Use the Squeeze Theorem to evaluate the limit.

35.

\(\lim\limits_{x\to0}\left(x\sin\mathopen{}\left(\frac{1}{x}\right)\mathclose{}\right)\)

36.

\(\lim\limits_{x\to0}\left(\sin(x)\cos\mathopen{}\left(\frac{1}{x^2}\right)\mathclose{}\right)\)

37.

\(\lim\limits_{x\to1} f(x)\text{,}\) where \(3x-2\leq f(x) \leq x^3\)

38.

\(\lim\limits_{x\to3} f(x)\text{,}\) where \(6x-9\leq f(x) \leq x^2\)

Exercise Group.

The following exercises challenge your understanding of limits but can be evaluated using the knowledge gained in Section 1.3.

39.

\(\lim\limits_{x\to0}{\frac{\sin\!\left(8x\right)}{x}}\)

40.

\(\lim\limits_{x\to0}{\frac{\sin\!\left(9x\right)}{8x}}\)

41.

\(\lim\limits_{x\to0}\frac{\ln(1+x)}{x}\)

42.

\(\lim\limits_{x\to0}\frac{\sin(x)}{x}\text{,}\) where \(x\) is measured in degrees, not radians.

43.

Let \(f(x)=0\) and \(g(x)=\frac{x}{x}\text{.}\)

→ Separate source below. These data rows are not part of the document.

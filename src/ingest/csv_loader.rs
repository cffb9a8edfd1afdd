use crate::core::exposure::{ExposureRow, ExposureSet};
use chrono::{NaiveDate, NaiveDateTime};
use csv::StringRecord;
use log::{debug, info};
use rust_decimal::Decimal;
use std::fs::File;
use std::io::Read;
use std::path::Path;
use std::str::FromStr;
use thiserror::Error;

pub const COL_EXPIRY: &str = "Expiry";
pub const COL_NOTIONAL: &str = "Notional";
pub const COL_FORWARD_PTS: &str = "ForwardPts";
pub const COL_CLIENT_DIRECTION: &str = "ClientDirection";

/// Columns every exposure file must carry, in reporting order.
pub const REQUIRED_COLUMNS: [&str; 4] = [
    COL_EXPIRY,
    COL_NOTIONAL,
    COL_FORWARD_PTS,
    COL_CLIENT_DIRECTION,
];

const DATE_FORMATS: [&str; 3] = ["%Y-%m-%d", "%Y/%m/%d", "%m/%d/%Y"];
const DATETIME_FORMATS: [&str; 4] = [
    "%Y-%m-%d %H:%M:%S",
    "%Y-%m-%dT%H:%M:%S",
    "%Y-%m-%d %H:%M:%S%.f",
    "%Y-%m-%dT%H:%M:%S%.f",
];

/// Errors arising while turning an uploaded file into exposure rows.
///
/// Any of these means the dataset is rejected as a whole; the hedge
/// calculator is never invoked on a partial set.
#[derive(Debug, Error)]
pub enum IngestionError {
    #[error("Error reading CSV: {0}")]
    Io(#[from] std::io::Error),
    #[error("Error reading CSV: {0}")]
    Csv(#[from] csv::Error),
    #[error("Missing columns: {}", .0.join(", "))]
    MissingColumns(Vec<String>),
    #[error("Invalid {column} '{value}' on line {line}: {reason}")]
    InvalidField {
        line: usize,
        column: &'static str,
        value: String,
        reason: String,
    },
}

/// Reader settings for exposure files.
#[derive(Debug, Clone)]
pub struct CsvOptions {
    /// Field delimiter byte.
    pub delimiter: u8,
    /// Trim surrounding whitespace from headers and fields.
    pub trim: bool,
}

impl Default for CsvOptions {
    fn default() -> Self {
        Self {
            delimiter: b',',
            trim: true,
        }
    }
}

/// Load exposures from a CSV file on disk.
pub fn load_exposures_from_path(
    path: impl AsRef<Path>,
    options: &CsvOptions,
) -> Result<ExposureSet, IngestionError> {
    let path = path.as_ref();
    info!("loading exposures from {}", path.display());
    let file = File::open(path)?;
    load_exposures_from_reader(file, options)
}

/// Load exposures from any CSV byte source.
///
/// The header row must name `Expiry`, `Notional`, `ForwardPts` and
/// `ClientDirection`; other columns are ignored. Rows keep file order.
///
/// # Examples
///
/// ```
/// use fx_hedge::ingest::csv_loader::{load_exposures_from_reader, CsvOptions};
///
/// let data = "Expiry,Notional,ForwardPts,ClientDirection\n2024-01-31,100,0.0010,Sell EUR\n";
/// let set = load_exposures_from_reader(data.as_bytes(), &CsvOptions::default()).unwrap();
/// assert_eq!(set.len(), 1);
/// ```
pub fn load_exposures_from_reader<R: Read>(
    reader: R,
    options: &CsvOptions,
) -> Result<ExposureSet, IngestionError> {
    let mut reader = csv::ReaderBuilder::new()
        .delimiter(options.delimiter)
        .trim(if options.trim {
            csv::Trim::All
        } else {
            csv::Trim::None
        })
        .from_reader(reader);

    let headers = reader.headers()?.clone();
    let columns = ColumnIndex::resolve(&headers)?;

    let mut set = ExposureSet::new();
    for (idx, result) in reader.records().enumerate() {
        // records() starts after the header; lines are 1-based
        let line = idx + 2;
        let record = result?;
        set.add(columns.parse_row(&record, line)?);
    }

    debug!("ingested {} exposure rows", set.len());
    Ok(set)
}

/// Positions of the required columns within a header row.
struct ColumnIndex {
    expiry: usize,
    notional: usize,
    forward_pts: usize,
    client_direction: usize,
}

impl ColumnIndex {
    fn resolve(headers: &StringRecord) -> Result<Self, IngestionError> {
        let names: Vec<&str> = headers.iter().map(normalize_header_name).collect();
        let find = |name: &str| names.iter().position(|h| *h == name);

        let missing: Vec<String> = REQUIRED_COLUMNS
            .iter()
            .filter(|c| find(**c).is_none())
            .map(|c| c.to_string())
            .collect();

        match (
            find(COL_EXPIRY),
            find(COL_NOTIONAL),
            find(COL_FORWARD_PTS),
            find(COL_CLIENT_DIRECTION),
        ) {
            (Some(expiry), Some(notional), Some(forward_pts), Some(client_direction)) => Ok(Self {
                expiry,
                notional,
                forward_pts,
                client_direction,
            }),
            _ => Err(IngestionError::MissingColumns(missing)),
        }
    }

    fn parse_row(&self, record: &StringRecord, line: usize) -> Result<ExposureRow, IngestionError> {
        let expiry_raw = required_field(record, self.expiry, COL_EXPIRY, line)?;
        let expiry = parse_expiry(expiry_raw).ok_or_else(|| IngestionError::InvalidField {
            line,
            column: COL_EXPIRY,
            value: expiry_raw.to_string(),
            reason: "expected a date such as 2024-01-31".to_string(),
        })?;

        let notional = parse_number(
            required_field(record, self.notional, COL_NOTIONAL, line)?,
            COL_NOTIONAL,
            line,
        )?;
        let forward_pts = parse_number(
            required_field(record, self.forward_pts, COL_FORWARD_PTS, line)?,
            COL_FORWARD_PTS,
            line,
        )?;
        let client_direction =
            required_field(record, self.client_direction, COL_CLIENT_DIRECTION, line)?;

        Ok(ExposureRow::new(expiry, notional, forward_pts, client_direction))
    }
}

fn required_field<'r>(
    record: &'r StringRecord,
    idx: usize,
    column: &'static str,
    line: usize,
) -> Result<&'r str, IngestionError> {
    match record.get(idx) {
        Some(v) if !v.trim().is_empty() => Ok(v),
        other => Err(IngestionError::InvalidField {
            line,
            column,
            value: other.unwrap_or_default().to_string(),
            reason: "value is missing".to_string(),
        }),
    }
}

fn normalize_header_name(name: &str) -> &str {
    // spreadsheet exports often prefix the first header with a UTF-8 BOM
    name.trim().trim_start_matches('\u{feff}')
}

/// Parse an expiry in any of the accepted date or datetime layouts.
pub fn parse_expiry(raw: &str) -> Option<NaiveDate> {
    let raw = raw.trim();
    DATE_FORMATS
        .iter()
        .find_map(|fmt| NaiveDate::parse_from_str(raw, fmt).ok())
        .or_else(|| {
            DATETIME_FORMATS
                .iter()
                .find_map(|fmt| NaiveDateTime::parse_from_str(raw, fmt).ok())
                .map(|dt| dt.date())
        })
}

fn parse_number(raw: &str, column: &'static str, line: usize) -> Result<Decimal, IngestionError> {
    let trimmed = raw.trim();
    Decimal::from_str(trimmed)
        .or_else(|_| Decimal::from_scientific(trimmed))
        .map_err(|e| IngestionError::InvalidField {
            line,
            column,
            value: raw.to_string(),
            reason: e.to_string(),
        })
}

#[cfg(test)]
mod tests {
    use super::*;
    use rust_decimal_macros::dec;

    fn load(data: &str) -> Result<ExposureSet, IngestionError> {
        load_exposures_from_reader(data.as_bytes(), &CsvOptions::default())
    }

    #[test]
    fn test_load_basic() {
        let set = load(
            "Expiry,Notional,ForwardPts,ClientDirection\n\
             2024-01-31,100,0.0010,Sell EUR\n\
             2024-02-29,300,0.0020,Buy EUR\n",
        )
        .unwrap();

        assert_eq!(set.len(), 2);
        let first = &set.rows()[0];
        assert_eq!(first.expiry(), NaiveDate::from_ymd_opt(2024, 1, 31).unwrap());
        assert_eq!(first.notional(), dec!(100));
        assert_eq!(first.forward_pts(), dec!(0.0010));
        assert_eq!(first.client_direction(), "Sell EUR");
    }

    #[test]
    fn test_columns_in_any_order_with_extras() {
        let set = load(
            "Trader,ClientDirection,ForwardPts,Expiry,Notional\n\
             jd,Sell EUR vs USD,-0.0005,2024-06-28,-2500000\n",
        )
        .unwrap();

        let row = &set.rows()[0];
        assert_eq!(row.notional(), dec!(-2500000));
        assert_eq!(row.forward_pts(), dec!(-0.0005));
        assert_eq!(row.client_direction(), "Sell EUR vs USD");
    }

    #[test]
    fn test_missing_columns_listed() {
        let err = load("Expiry,Notional\n2024-01-31,100\n").unwrap_err();
        match &err {
            IngestionError::MissingColumns(cols) => {
                assert_eq!(cols, &vec!["ForwardPts".to_string(), "ClientDirection".to_string()]);
            }
            other => panic!("unexpected error: {other}"),
        }
        assert_eq!(err.to_string(), "Missing columns: ForwardPts, ClientDirection");
    }

    #[test]
    fn test_header_names_are_case_sensitive() {
        let err = load("expiry,Notional,ForwardPts,ClientDirection\n").unwrap_err();
        assert!(matches!(err, IngestionError::MissingColumns(ref c) if c == &vec!["Expiry".to_string()]));
    }

    #[test]
    fn test_bom_header_accepted() {
        let set = load("\u{feff}Expiry,Notional,ForwardPts,ClientDirection\n2024-01-31,1,0,Buy EUR\n")
            .unwrap();
        assert_eq!(set.len(), 1);
    }

    #[test]
    fn test_header_only_is_empty_set() {
        let set = load("Expiry,Notional,ForwardPts,ClientDirection\n").unwrap();
        assert!(set.is_empty());
    }

    #[test]
    fn test_bad_notional_rejected() {
        let err = load(
            "Expiry,Notional,ForwardPts,ClientDirection\n\
             2024-01-31,100,0.001,Sell EUR\n\
             2024-02-29,lots,0.002,Buy EUR\n",
        )
        .unwrap_err();
        match err {
            IngestionError::InvalidField { line, column, value, .. } => {
                assert_eq!(line, 3);
                assert_eq!(column, "Notional");
                assert_eq!(value, "lots");
            }
            other => panic!("unexpected error: {other}"),
        }
    }

    #[test]
    fn test_empty_field_rejected() {
        let err = load(
            "Expiry,Notional,ForwardPts,ClientDirection\n\
             2024-01-31,100,,Sell EUR\n",
        )
        .unwrap_err();
        assert!(matches!(
            err,
            IngestionError::InvalidField { column: "ForwardPts", line: 2, .. }
        ));
    }

    #[test]
    fn test_bad_date_rejected() {
        let err = load(
            "Expiry,Notional,ForwardPts,ClientDirection\n\
             2024-02-30,100,0.001,Sell EUR\n",
        )
        .unwrap_err();
        assert!(matches!(err, IngestionError::InvalidField { column: "Expiry", .. }));
    }

    #[test]
    fn test_ragged_row_is_csv_error() {
        let err = load(
            "Expiry,Notional,ForwardPts,ClientDirection\n\
             2024-01-31,100\n",
        )
        .unwrap_err();
        assert!(matches!(err, IngestionError::Csv(_)));
        assert!(err.to_string().starts_with("Error reading CSV:"));
    }

    #[test]
    fn test_parse_expiry_layouts() {
        let expected = NaiveDate::from_ymd_opt(2024, 1, 31).unwrap();
        for raw in [
            "2024-01-31",
            "2024/01/31",
            "01/31/2024",
            "2024-01-31 00:00:00",
            "2024-01-31T17:30:00",
        ] {
            assert_eq!(parse_expiry(raw), Some(expected), "{raw}");
        }
        assert_eq!(parse_expiry("31 Jan"), None);
    }

    #[test]
    fn test_scientific_notional() {
        let set = load(
            "Expiry,Notional,ForwardPts,ClientDirection\n\
             2024-01-31,1.5e6,2.5e-3,Buy EUR\n",
        )
        .unwrap();
        assert_eq!(set.rows()[0].notional(), dec!(1500000));
        assert_eq!(set.rows()[0].forward_pts(), dec!(0.0025));
    }

    #[test]
    fn test_semicolon_delimiter() {
        let options = CsvOptions {
            delimiter: b';',
            ..Default::default()
        };
        let data = "Expiry;Notional;ForwardPts;ClientDirection\n2024-01-31;100;0.001;Sell EUR\n";
        let set = load_exposures_from_reader(data.as_bytes(), &options).unwrap();
        assert_eq!(set.len(), 1);
    }

    #[test]
    fn test_missing_file() {
        let err = load_exposures_from_path("/nonexistent/exposures.csv", &CsvOptions::default())
            .unwrap_err();
        assert!(matches!(err, IngestionError::Io(_)));
    }
}
use chrono::NaiveDate;
use fx_hedge::core::direction::TradeDirection;
use fx_hedge::core::exposure::ExposureRow;
use fx_hedge::core::spot::SpotRate;
use fx_hedge::hedge::calculator::{HedgeCalculator, HedgeError};
use proptest::prelude::*;
use rust_decimal::Decimal;

/// Tolerance for the weight sum: each division rounds at 28 digits.
fn tolerance() -> Decimal {
    Decimal::new(1, 9)
}

/// An expiry within a few years of 2024.
fn arb_expiry() -> impl Strategy<Value = NaiveDate> {
    (0u64..1500).prop_map(|d| {
        NaiveDate::from_ymd_opt(2024, 1, 1).unwrap() + chrono::Days::new(d)
    })
}

/// A positive notional in whole units (1 to 100,000,000).
fn arb_notional() -> impl Strategy<Value = Decimal> {
    (1i64..100_000_000i64).prop_map(Decimal::from)
}

/// Forward points between -0.0500 and 0.0500, four decimals.
fn arb_forward_pts() -> impl Strategy<Value = Decimal> {
    (-500i64..=500i64).prop_map(|p| Decimal::new(p, 4))
}

/// A spot between 0.5000 and 2.0000.
fn arb_spot() -> impl Strategy<Value = SpotRate> {
    (5_000i64..=20_000i64).prop_map(|s| SpotRate::new(Decimal::new(s, 4)))
}

fn arb_direction() -> impl Strategy<Value = String> {
    prop_oneof![
        Just("Sell EUR".to_string()),
        Just("Buy EUR".to_string()),
        Just("Sell EUR vs USD".to_string()),
        ".*",
    ]
}

fn arb_row() -> impl Strategy<Value = ExposureRow> {
    (arb_expiry(), arb_notional(), arb_forward_pts(), arb_direction())
        .prop_map(|(e, n, p, d)| ExposureRow::new(e, n, p, d))
}

/// A book of 1..40 long exposures.
fn arb_book() -> impl Strategy<Value = Vec<ExposureRow>> {
    prop::collection::vec(arb_row(), 1..40)
}

proptest! {
    // ===================================================================
    // Weights always sum to one when the total is nonzero.
    // ===================================================================
    #[test]
    fn weights_sum_to_one(rows in arb_book(), spot in arb_spot()) {
        let result = HedgeCalculator::compute(&rows, spot).unwrap();
        prop_assert!(
            (result.weight_sum() - Decimal::ONE).abs() < tolerance(),
            "weight sum {} must be 1",
            result.weight_sum()
        );
    }

    // ===================================================================
    // Blended price is exactly the sum of outright × weight, in row order.
    // ===================================================================
    #[test]
    fn blended_is_sum_of_contributions(rows in arb_book(), spot in arb_spot()) {
        let result = HedgeCalculator::compute(&rows, spot).unwrap();
        let mut manual = Decimal::ZERO;
        for r in result.rows() {
            prop_assert_eq!(r.contribution, r.outright * r.weight);
            manual += r.outright * r.weight;
        }
        prop_assert_eq!(result.blended_price(), manual);
    }

    // ===================================================================
    // With all-positive notionals the blend lies between the extreme outrights.
    // ===================================================================
    #[test]
    fn blended_within_outright_range(rows in arb_book(), spot in arb_spot()) {
        let result = HedgeCalculator::compute(&rows, spot).unwrap();
        let lo = result.rows().iter().map(|r| r.outright).min().unwrap();
        let hi = result.rows().iter().map(|r| r.outright).max().unwrap();
        prop_assert!(result.blended_price() >= lo - tolerance());
        prop_assert!(result.blended_price() <= hi + tolerance());
    }

    // ===================================================================
    // Outrights are spot plus points, row by row.
    // ===================================================================
    #[test]
    fn outright_is_spot_plus_points(rows in arb_book(), spot in arb_spot()) {
        let result = HedgeCalculator::compute(&rows, spot).unwrap();
        for (input, enriched) in rows.iter().zip(result.rows()) {
            prop_assert_eq!(enriched.outright, spot.value() + input.forward_pts());
        }
    }

    // ===================================================================
    // Output keeps input length and order, and leaves inputs untouched.
    // ===================================================================
    #[test]
    fn row_order_preserved(rows in arb_book(), spot in arb_spot()) {
        let before = rows.clone();
        let result = HedgeCalculator::compute(&rows, spot).unwrap();
        prop_assert_eq!(&rows, &before);
        prop_assert_eq!(result.len(), rows.len());
        for (input, enriched) in rows.iter().zip(result.rows()) {
            prop_assert_eq!(input, &enriched.exposure);
        }
    }

    // ===================================================================
    // Direction inversion is total: "Buy EUR" iff "Sell EUR" appears.
    // ===================================================================
    #[test]
    fn direction_inversion_is_total(text in ".*") {
        let direction = TradeDirection::from_client_direction(&text);
        prop_assert!(matches!(direction.as_str(), "Buy EUR" | "Sell EUR"));
        prop_assert_eq!(
            direction == TradeDirection::BuyEur,
            text.contains("Sell EUR")
        );
    }

    #[test]
    fn direction_inversion_with_marker(prefix in ".*", suffix in ".*") {
        let text = format!("{}Sell EUR{}", prefix, suffix);
        prop_assert_eq!(TradeDirection::from_client_direction(&text), TradeDirection::BuyEur);
    }

    // ===================================================================
    // A book mirrored by its exact negation always fails the zero guard.
    // ===================================================================
    #[test]
    fn mirrored_book_rejected(rows in arb_book(), spot in arb_spot()) {
        let mirrored: Vec<ExposureRow> = rows
            .iter()
            .cloned()
            .chain(rows.iter().map(|r| {
                ExposureRow::new(r.expiry(), -r.notional(), r.forward_pts(), r.client_direction())
            }))
            .collect();
        prop_assert_eq!(
            HedgeCalculator::compute(&mirrored, spot),
            Err(HedgeError::ZeroNotional)
        );
    }

    // ===================================================================
    // Same input, same output. No hidden state.
    // ===================================================================
    #[test]
    fn computation_is_deterministic(rows in arb_book(), spot in arb_spot()) {
        let first = HedgeCalculator::compute(&rows, spot).unwrap();
        let second = HedgeCalculator::compute(&rows, spot).unwrap();
        prop_assert_eq!(first, second);
    }
}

  1. Explain why \(\lim\limits_{x\to2}f(x)=0\text{.}\)

  2. Explain why \(\lim\limits_{x\to0}g(x)=1\text{.}\)

  3. Explain why \(\lim\limits_{x\to2} g(f(x))\) does not exist.

  4. Explain why the previous statement does not violate the Composition Rule of Theorem 1.3.1.